T5301 Understanding the Ritual Experience

Because Pagans attend, observe, think about, and read and write about a lot of rituals, an examination of ritual and the ritual experience provides a more in-depth understanding of Pagan religion and spirituality. Students will encounter a robust field of discourse, open to the particular insights of ritual practitioners, exists in the academic fields of ritual studies and liturgical studies, review key ideas about ritual, explore writing by scholars in the social sciences, humanities, and theology. Through a substantial encounter with contemporary thought about ritual, students are challenged to use that thought to examine their own tradition, comparing their own understandings of ritual experience with those of other religious traditions.

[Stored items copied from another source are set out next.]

impl<S> LeaderArbiter<S>
where
    S: LeaseStore + ?Sized,
{
    /// Creates an arbiter in the `Candidate` state.
    ///
    /// # Errors
    ///
    /// Returns [`LeaderError::InvalidConfig`] when the configuration is invalid.
    pub fn new(
        store: Arc<S>,
        config: LeaderConfig,
        clock: Arc<dyn Clock>,
        metrics: Arc<dyn AdapterMetrics>,
    ) -> Result<Self, LeaderError> {
        config.validate()?;
        let (leadership, _) = watch::channel(Leadership::NotLeading);
        metrics.set_leader(false);
        let state = if config.campaign { LeaderState::Candidate } else { LeaderState::Standby };
        Ok(Self {
            store,
            config,
            clock,
            metrics,
            inner: Mutex::new(ArbiterInner {
                state,
                lease: None,
            }),
            leadership,
            tick_lock: Mutex::new(()),
        })
    }

    /// Returns the arbiter configuration.
    #[must_use]
    pub const fn config(&self) -> &LeaderConfig {
        &self.config
    }

    /// Advances the state machine once.
    ///
    /// The lease round-trip runs without holding the state lock, so fence
    /// and status reads never wait on the store. A result is applied only
    /// when the state it was computed from is still current.
    ///
    /// # Errors
    ///
    /// Returns [`LeaderError`] when the lease store fails; the state is kept
    /// unless the held lease has already expired locally.
    pub fn tick(&self) -> Result<LeaderState, LeaderError> {
        let _serial = self
            .tick_lock
            .lock()
            .map_err(|_| LeaderError::State("leader tick mutex poisoned".to_string()))?;
        let (state, held) = {
            let inner = self.lock_inner()?;
            (inner.state, inner.lease.clone())
        };
        let now_ms = self.clock.now_millis();
        let ttl_ms = duration_millis(self.config.lease_ttl);
        match state {
            LeaderState::Stopped => Ok(LeaderState::Stopped),
            LeaderState::Standby if !self.config.campaign => Ok(LeaderState::Standby),
            LeaderState::Candidate | LeaderState::Standby => {
                let outcome = self.store.try_acquire_lease(
                    &self.config.group_id,
                    &self.config.holder_id,
                    now_ms,
                    ttl_ms,
                );
                let mut inner = self.lock_inner()?;
                if inner.state != state {
                    let current = inner.state;
                    drop(inner);
                    if let Ok(Some(lease)) = outcome {
                        self.release_orphaned(&lease);
                    }
                    return Ok(current);
                }
                match outcome {
                    Ok(Some(lease)) => {
                        tracing::info!(
                            group = %self.config.group_id,
                            holder = %self.config.holder_id,
                            token = lease.fencing_token.get(),
                            "acquired leadership"
                        );
                        inner.lease = Some(lease);
                        self.transition(&mut inner, LeaderState::Leader);
                        Ok(LeaderState::Leader)
                    }
                    Ok(None) => {
                        self.transition(&mut inner, LeaderState::Standby);
                        Ok(LeaderState::Standby)
                    }
                    Err(err) => {
                        self.transition(&mut inner, LeaderState::Standby);
                        Err(err.into())
                    }
                }
            }
            LeaderState::Leader => {
                let Some(lease) = held else {
                    let mut inner = self.lock_inner()?;
                    if inner.state == LeaderState::Leader {
                        self.transition(&mut inner, LeaderState::Standby);
                    }
                    return Ok(inner.state);
                };
                let outcome = self.store.renew_lease(&lease, now_ms, ttl_ms);
                let mut inner = self.lock_inner()?;
                let unchanged = inner.state == LeaderState::Leader
                    && inner
                        .lease
                        .as_ref()
                        .is_some_and(|current| current.fencing_token == lease.fencing_token);
                if !unchanged {
                    return Ok(inner.state);
                }
                match outcome {
                    Ok(Some(renewed)) => {
                        inner.lease = Some(renewed);
                        Ok(LeaderState::Leader)
                    }
                    Ok(None) => {
                        tracing::warn!(
                            group = %self.config.group_id,
                            token = lease.fencing_token.get(),
                            "lease renewal refused; stepping down"
                        );
                        inner.lease = None;
                        self.transition(&mut inner, LeaderState::Standby);
                        Ok(LeaderState::Standby)
                    }
                    Err(err) => {
                        if !lease.is_live(self.clock.now_millis()) {
                            tracing::warn!(
                                group = %self.config.group_id,
                                error = %err,
                                "lease expired while renewal failing; stepping down"
                            );
                            inner.lease = None;
                            self.transition(&mut inner, LeaderState::Standby);
                        }
                        Err(err.into())
                    }
                }
            }
        }
    }

    /// Returns the fence for schema mutations while leading with a live lease.
    ///
    /// A lease found expired on the local clock is dropped here, so the
    /// leadership observable never reports `Leading` without a usable fence.
    #[must_use]
    pub fn current_fence(&self) -> Option<Fence> {
        let mut inner = self.inner.lock().ok()?;
        if inner.state != LeaderState::Leader {
            return None;
        }
        let now_ms = self.clock.now_millis();
        let live = inner.lease.as_ref().filter(|lease| lease.is_live(now_ms)).map(LeaderLease::fence);
        if live.is_some() {
            return live;
        }
        if let Some(lease) = inner.lease.take() {
            tracing::warn!(
                group = %self.config.group_id,
                token = lease.fencing_token.get(),
                "lease expired locally; stepping down"
            );
        }
        self.transition(&mut inner, LeaderState::Standby);
        None
    }

    /// Steps down when the store rejected the fence for the current term.
    pub fn fence_rejected(&self, fence: &Fence) {
        let Ok(mut inner) = self.inner.lock() else {
            return;
        };
        let current = inner.lease.as_ref().is_some_and(|lease| lease.fencing_token == fence.token);
        if inner.state == LeaderState::Leader && current {
            tracing::warn!(
                group = %self.config.group_id,
                token = fence.token.get(),
                "store rejected fence; stepping down"
            );
            inner.lease = None;
            self.transition(&mut inner, LeaderState::Standby);
        }
    }

    /// Returns the current state.
    #[must_use]
    pub fn state(&self) -> LeaderState {
        self.inner.lock().map_or(LeaderState::Stopped, |inner| inner.state)
    }

    /// Returns true when this instance holds a live lease.
    #[must_use]
    pub fn is_leading(&self) -> bool {
        self.current_fence().is_some()
    }

    /// Subscribes to leadership changes.
    #[must_use]
    pub fn subscribe(&self) -> watch::Receiver<Leadership> {
        self.leadership.subscribe()
    }

    /// Releases the lease if held and moves to `Stopped`.
    ///
    /// # Errors
    ///
    /// Returns [`LeaderError`] when the release call fails; the arbiter is
    /// stopped regardless.
    pub fn stop(&self) -> Result<(), LeaderError> {
        let mut inner = self.lock_inner()?;
        let lease = inner.lease.take();
        self.transition(&mut inner, LeaderState::Stopped);
        drop(inner);
        if let Some(lease) = lease {
            self.store.release_lease(&lease)?;
            tracing::info!(
                group = %self.config.group_id,
                token = lease.fencing_token.get(),
                "released leadership"
            );
        }
        Ok(())
    }

    /// Releases a lease acquired after the arbiter left the state that asked for it.
    fn release_orphaned(&self, lease: &LeaderLease) {
        if let Err(err) = self.store.release_lease(lease) {
            tracing::warn!(
                group = %self.config.group_id,
                error = %err,
                "orphaned lease release failed"
            );
        }
    }

    /// Applies a state change and publishes leadership transitions.
    fn transition(&self, inner: &mut MutexGuard<'_, ArbiterInner>, next: LeaderState) {
        let was_leading = inner.state == LeaderState::Leader;
        inner.state = next;
        let leading = next == LeaderState::Leader;
        if was_leading != leading {
            let status = if leading { Leadership::Leading } else { Leadership::NotLeading };
            self.leadership.send_replace(status);
            self.metrics.set_leader(leading);
        }
    }

    /// Locks the inner state, mapping poisoning to an error.
    fn lock_inner(&self) -> Result<MutexGuard<'_, ArbiterInner>, LeaderError> {
        self.inner
            .lock()
            .map_err(|_| LeaderError::State("leader arbiter mutex poisoned".to_string()))
    }
}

Department: Theology & Religious History (TRH)

Required Reading: 
Bell, Catherine. Ritual Theory, Ritual Practice. New York: Oxford University Press, 1992.
Blain, Jenny. Nine Worlds of Seid-Magic: Ecstasy and Neo-Shamanism in Northern European Paganism. London: Routledge, 2002.
Grimes, Ronald L. Deeply Into the Bone: Re-Inventing Rites of Passage. Berkely: University of California Press, 2000.
Tedlock, Barbara. The Woman in the Shaman’s Body: Reclaiming the Feminine in Religion and Medicine. New York: Bantam Dell, 2005.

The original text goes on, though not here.